Amber pine (Pinus succinifera) – the source of amber

Amber pine is an extinct species of pine. Its resin was a rich source of Baltic amber. It grew on the Baltic territories (at the beginning of the Tertiary) in Latvia, Lithuania, Estonia, and Russia. The theory that this pine was responsible for amber creation was firstly statemented by Pliny the Elder in his Naturalis Historia. It was scientifically confirmed in the XX century. Plant inclusions in amber (wood and needles) confirmed the existence of five different types of pine. They were difficult to distinguish, so they were given one common name – Pinus succinifera – resin pine. The rapid development of technique: chemical and physical analysis have refuted that theory. Amber was found to be chemically different from today’s pine resin and two other trees were distinguished: cedar and araucaria of the genus Agathis.

The heaviest Balic amber

In Rarwin (Kamień Pomorski, Poland) 157 years ago, the largest Baltic amber piece weighing approximately 10 kilograms was found! The largest stone to be ever found is Burma Amber weighing 15.25 kilograms. This piece can be admired at the British Museum in London. However, it is retinite – a less noble amber. Definitely among Baltic ambers, the record holder is the one found in Rarwin (weighing 9.75 kg). Such a finding was never expected! However, exploration or extraction of mineral deposits on one’s own (without a concession or an approved geological works project) is an offense under Art. 176 of the Geological and Mining Law. It is punishable by up to 3 years imprisonment. The legal and easiest way to find amber is a seaside beach. It is recommended to visit the Baltic Sea, especially during storms. The stones are thrown onto the beaches and with a little luck, you can find really magnificent pieces.

Amber use

For centuries, amber has been used for expensive and extravagant products (jewelry), or in art creations. One of the most popular and unique works of art made of amber was the Amber Room – made in 1701-1709 by Gottfried Turau and Ernest Schacht, designed by Andreas Schluter. In the Middle Ages, most caskets, vessels, objects of worship, e.g. crosses or rosaries, and amber altars were produced in Europe. Amber was also used to decorate furniture. In the 19th century, amber pipes, ashtrays, and clocks were produced in Austria. In the interwar period, simple jewelry was created, e.g. necklaces of various lengths, bracelets. At the in the 20th and 21st century, artists dealing with amber used more sophisticated methods of its processing in their artistic work. In this way, they wanted to emphasize the aesthetic value and its extraordinary shine. Currently, amber is used primarily in jewelry. Amber is still the most popular and used stone in Poland. Currently, in jewelry, amber is most often combined with silver. Occasionally it also occurs in combination with gold or other precious metals. For a very long time, Gdańsk, along with other Polish brands, has been a leader in the world amber industry (taking into account original jewelry and artistic products).

Baltic amber jewelry

Amber is mainly used in jewelry, due to its high aesthetic value. Manufacturers of amber jewelry usually combine it with silver, sometimes gold or other precious metals. Baltic amber contains about 8% succinic acid, which distinguishes it from other resins in the world. The beautiful color of the stone, together with the unusual process of its formation, has become a huge inspiration for artists and jewelry designers around the world. Amber is used in original necklaces, earrings, pendants, necklaces, earrings, rings, and bracelets. These accessories are very easily available in Poland and, what is important, they are quite inexpensive. They are available in various colors, sizes, and forms. The great advantage of amber jewelry is its versatility and timelessness. Amber ornaments are perfect for both elegant and everyday outfits. They are a great solution for any occasion. Amber can be safely combined with many colors, patterns, metals – gold and silver, and most importantly, it never goes out of style. For some time rhinestones and crystals of various colors dominated in fashion but amber gains its popularity again. Amber is a great complement to various types of styles such as boho or vintage, but also a subtle addition to more conservative business looks.

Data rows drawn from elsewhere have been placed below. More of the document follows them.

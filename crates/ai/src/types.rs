use serde::{Deserialize, Serialize};

/// One message of a chat prompt.
#[derive(Debug, Clone, Serialize, Deserialize, PartialEq, Eq)]
pub struct ChatMessage {
    /// Message role: "system" or "user"
    pub role: String,
    /// Message text
    pub content: String,
}

impl ChatMessage {
    /// Build a system message.
    pub fn system(content: impl Into<String>) -> Self {
        Self {
            role: "system".to_string(),
            content: content.into(),
        }
    }

    /// Build a user message.
    pub fn user(content: impl Into<String>) -> Self {
        Self {
            role: "user".to_string(),
            content: content.into(),
        }
    }
}

/// Request body for `POST {base}/chat/completions`.
#[derive(Debug, Clone, Serialize)]
pub struct CompletionRequest {
    /// Model identifier, e.g. "gpt-4o-mini"
    pub model: String,
    /// Prompt messages in order
    pub messages: Vec<ChatMessage>,
}

/// Response body of a successful completion call.
///
/// Only the fields the client reads are modeled; everything else in the
/// endpoint's response is ignored.
#[derive(Debug, Deserialize)]
pub(crate) struct CompletionResponse {
    pub choices: Vec<Choice>,
}

#[derive(Debug, Deserialize)]
pub(crate) struct Choice {
    pub message: ChoiceMessage,
}

#[derive(Debug, Deserialize)]
pub(crate) struct ChoiceMessage {
    pub content: String,
}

How to take care of your amber jewelry?
Amber jewelry requires special care. It should be cleaned regularly (dry or wet). Remember, however, not to use hot water. It is recommended to add spirit or soap to the water. Amber jewelry should be stored covered by a soft cloth to avoid all kinds of scratches and damage. Amber should also be protected against contact with perfumes, cosmetics, and other chemical substances. It should not be exposed to sunlight.


Ambers prices, bursztyn cena

Amber prices

Natural amber is called the gold of the sea, because it is a precious gemstone, thanks to its aesthetic values, inclusions, healing properties or its age. Every year amber gains value and it looks like it will not change soon. Amber is a precious material for jewelry makers. How much is amber worth? The price is usually given per kilogram, but it also depends on the stone size. Little pieces are worth only a few hundred PLN, while a huge stone can be worth a few thousand PLN.

Amber price per kilogam:

  • Stones over 0,2 kg – 20 000 PLN/kg
  • Stones between 0.1 kg and 0.2 kg – 14 000~15000 PLN/kg
  • Stones under 0,1kg – 3000-7000 PLN/kg
  • Stones under 0,01 kg – 200-300 PLN/kg

One of the most expensive pieces are stones which weigh over 200g. A piece like that can be worth more than 20 000 PLN. However, even pricier pieces are those with inclusions (pieces of ancient plants, insects, animals). A price for such a stone is always individual. The most precious is honey amber. Its condition (no scratches and cracks) is also important for its value.

Amber with inclusins
As mentioned above, amber with natural inclusions is the most expensive piece. The most precious are those in which inclusion is in a good condition (for example an insect can be easily noticed with all its elements). A stone like that can be sold for over 20 000 PLN/kg.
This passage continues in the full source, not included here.